◆ Task requirements
In full and without change, transcribe the records below.
··· Information given ···
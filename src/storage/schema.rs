//! Database schema definitions
//!
//! This module contains all SQL schema definitions for the record store.

/// SQL schema for the database
pub const SCHEMA_SQL: &str = r#"
-- One row per batch
CREATE TABLE IF NOT EXISTS runs (
    id INTEGER PRIMARY KEY AUTOINCREMENT,
    job TEXT NOT NULL,
    config_hash TEXT NOT NULL,
    started_at TEXT NOT NULL,
    finished_at TEXT,
    status TEXT NOT NULL,
    listing_pages INTEGER NOT NULL DEFAULT 0,
    discovered INTEGER NOT NULL DEFAULT 0,
    extracted INTEGER NOT NULL DEFAULT 0,
    skipped INTEGER NOT NULL DEFAULT 0,
    failed INTEGER NOT NULL DEFAULT 0
);

-- Extracted article records, grouped by collection
CREATE TABLE IF NOT EXISTS articles (
    id INTEGER PRIMARY KEY AUTOINCREMENT,
    collection TEXT NOT NULL,
    url TEXT NOT NULL,
    category TEXT NOT NULL,
    title TEXT NOT NULL,
    owner_source TEXT NOT NULL,
    content TEXT NOT NULL,
    banner TEXT,
    images TEXT NOT NULL,
    inserted_at TEXT NOT NULL
);

CREATE INDEX IF NOT EXISTS idx_articles_collection ON articles(collection);

-- The failure list of every run
CREATE TABLE IF NOT EXISTS failed_urls (
    id INTEGER PRIMARY KEY AUTOINCREMENT,
    run_id INTEGER NOT NULL REFERENCES runs(id),
    url TEXT NOT NULL,
    reason TEXT NOT NULL,
    failed_at TEXT NOT NULL
);

CREATE INDEX IF NOT EXISTS idx_failed_urls_run ON failed_urls(run_id);
"#;

/// Initializes the database schema
///
/// # Arguments
///
/// * `conn` - The database connection
///
/// # Returns
///
/// * `Ok(())` - Schema initialized successfully
/// * `Err(rusqlite::Error)` - Failed to initialize schema
pub fn initialize_schema(conn: &rusqlite::Connection) -> Result<(), rusqlite::Error> {
    conn.execute_batch(SCHEMA_SQL)?;
    Ok(())
}

#[cfg(test)]
mod tests {
    use super::*;
    use rusqlite::Connection;

    #[test]
    fn test_schema_is_idempotent() {
        let conn = Connection::open_in_memory().unwrap();

        initialize_schema(&conn).unwrap();
        let result = initialize_schema(&conn);

        assert!(result.is_ok());
    }

    #[test]
    fn test_tables_exist_after_init() {
        let conn = Connection::open_in_memory().unwrap();
        initialize_schema(&conn).unwrap();

        for table in ["runs", "articles", "failed_urls"] {
            let count: i64 = conn
                .query_row(
                    "SELECT COUNT(*) FROM sqlite_master WHERE type='table' AND name=?1",
                    [table],
                    |row| row.get(0),
                )
                .unwrap();
            assert_eq!(count, 1, "Table {} should exist", table);
        }
    }
}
···
◆ Exercise result
filename src/storage/schema.rs
//! Database schema definitions
//!
//! This module contains all SQL schema definitions for the record store.

/// SQL schema for the database
pub const SCHEMA_SQL: &str = r#"
-- One row per batch
CREATE TABLE IF NOT EXISTS runs (
    id INTEGER PRIMARY KEY AUTOINCREMENT,
    job TEXT NOT NULL,
    config_hash TEXT NOT NULL,
    started_at TEXT NOT NULL,
    finished_at TEXT,
    status TEXT NOT NULL,
    listing_pages INTEGER NOT NULL DEFAULT 0,
    discovered INTEGER NOT NULL DEFAULT 0,
    extracted INTEGER NOT NULL DEFAULT 0,
    skipped INTEGER NOT NULL DEFAULT 0,
    failed INTEGER NOT NULL DEFAULT 0
);

-- Extracted article records, grouped by collection
CREATE TABLE IF NOT EXISTS articles (
    id INTEGER PRIMARY KEY AUTOINCREMENT,
    collection TEXT NOT NULL,
    url TEXT NOT NULL,
    category TEXT NOT NULL,
    title TEXT NOT NULL,
    owner_source TEXT NOT NULL,
    content TEXT NOT NULL,
    banner TEXT,
    images TEXT NOT NULL,
    inserted_at TEXT NOT NULL
);

CREATE INDEX IF NOT EXISTS idx_articles_collection ON articles(collection);

-- The failure list of every run
CREATE TABLE IF NOT EXISTS failed_urls (
    id INTEGER PRIMARY KEY AUTOINCREMENT,
    run_id INTEGER NOT NULL REFERENCES runs(id),
    url TEXT NOT NULL,
    reason TEXT NOT NULL,
    failed_at TEXT NOT NULL
);

CREATE INDEX IF NOT EXISTS idx_failed_urls_run ON failed_urls(run_id);
"#;

/// Initializes the database schema
///
/// # Arguments
///
/// * `conn` - The database connection
///
/// # Returns
///
/// * `Ok(())` - Schema initialized successfully
/// * `Err(rusqlite::Error)` - Failed to initialize schema
pub fn initialize_schema(conn: &rusqlite::Connection) -> Result<(), rusqlite::Error> {
    conn.execute_batch(SCHEMA_SQL)?;
    Ok(())
}

#[cfg(test)]
mod tests {
    use super::*;
    use rusqlite::Connection;

    #[test]
    fn test_schema_is_idempotent() {
        let conn = Connection::open_in_memory().unwrap();

        initialize_schema(&conn).unwrap();
        let result = initialize_schema(&conn);

        assert!(result.is_ok());
    }

    #[test]
    fn test_tables_exist_after_init() {
        let conn = Connection::open_in_memory().unwrap();
        initialize_schema(&conn).unwrap();

        for table in ["runs", "articles", "failed_urls"] {
            let count: i64 = conn
                .query_row(
                    "SELECT COUNT(*) FROM sqlite_master WHERE type='table' AND name=?1",
                    [table],
                    |row| row.get(0),
                )
                .unwrap();
            assert_eq!(count, 1, "Table {} should exist", table);
        }
    }
}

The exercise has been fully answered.